Furthermore, if we were to lose licenses or certifications for any of our facilities as a
result of regulatory action or otherwise, we could be deemed to be in default under some
of our agreements, including agreements governing outstanding indebtedness and lease
obligations.
Any changes in the interpretation and enforcement of the laws or regulations governing
our business could cause us to modify our operations, increase our cost of doing business
and subject us to potential regulatory action.
The interpretation and enforcement of federal and state laws and regulations
governing our operations, including, but not limited to, laws and regulations relating to
Medicaid and Medicare, the Federal False Claims Act, state false claims acts, the illegal
remuneration provisions of the Social Security Act, the federal anti-kickback laws, state
anti-kickback laws, the federal Stark laws, and HIPAA, are subject to frequent change.

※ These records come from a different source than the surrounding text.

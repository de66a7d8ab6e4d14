//! The persisted account record: registry value names and the field
//! subset read back when loading an existing account.

/// Registry value names inside one account subkey.
pub mod fields {
    pub const ACCOUNT_NAME: &str = "Account Name";
    pub const DISPLAY_NAME: &str = "Display Name";
    pub const SERVER_URL: &str = "EAS Server URL";
    pub const USERNAME: &str = "EAS User";
    pub const EMAIL: &str = "Email";
    /// Email of the account this share was derived from.
    pub const EMAIL_ORIGINAL: &str = "KOE Share For";
    pub const PASSWORD: &str = "EAS Password";
    pub const SYNC_ONE_MONTH: &str = "EAS SyncSlider";
    pub const SHOW_REMINDERS: &str = "KOE Reminders";
    pub const CLSID: &str = "clsid";
    pub const SERVICE_UID: &str = "Service UID";
    pub const STORE_ENTRY_ID: &str = "EAS Store EID";
    pub const MINI_UID: &str = "Mini UID";
}

/// Class identifier the host client expects on every mail account record.
pub const CLSID_MAIL_ACCOUNT: &str = "{ED475415-B0D6-11D2-8C3B-00104B2A6676}";

/// The documented field subset of a persisted account record, as read by
/// [`ProfileKeyStore::open_account`](crate::keystore::ProfileKeyStore::open_account).
///
/// The full record (service uid, store entry id, mini uid, flags) is only
/// ever written, never read back by this tool.
#[derive(Debug, Clone)]
pub struct MailAccountRecord {
    pub account_name: String,
    pub display_name: String,
    pub email: String,
    pub server: String,
    pub username: String,
    /// Tagged ciphertext blob, stored verbatim.
    pub encrypted_password: Vec<u8>,
}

Governmental authorities may interpret these laws in a manner inconsistent with our
interpretation and application. If we fail to comply, even inadvertently, with any of
these requirements, we could be required to alter our operations and reduce, forego or
refund reimbursements to the government, or incur other significant penalties. We could
also be compelled to divert personnel and other resources to responding to an
investigation or other enforcement action under these laws or regulations, or to ongoing
compliance with a corporate integrity agreement, deferred prosecution agreement, court
order or similar agreement. The diversion of these resources, including our management
team, clinical and compliance staff, and others, would take away from the time and energy
these individuals devote to routine operations. Furthermore, federal, state and local
officials are increasingly focusing their efforts on enforcement of these laws,
particularly with respect to providers who share common ownership or control with other
providers. The increased enforcement of these requirements could affect our ability to
expand into new markets, to expand our services and facilities in existing markets and,
if any of our presently licensed facilities were to operate outside of its licensing
authority, may subject us to penalties, including closure of the facility. Changes in the
interpretation and enforcement of existing laws or regulations could increase our cost of
doing business.
We are unable to predict the intensity of federal and state enforcement actions or
the areas in which regulators may choose to focus their investigations at any given time.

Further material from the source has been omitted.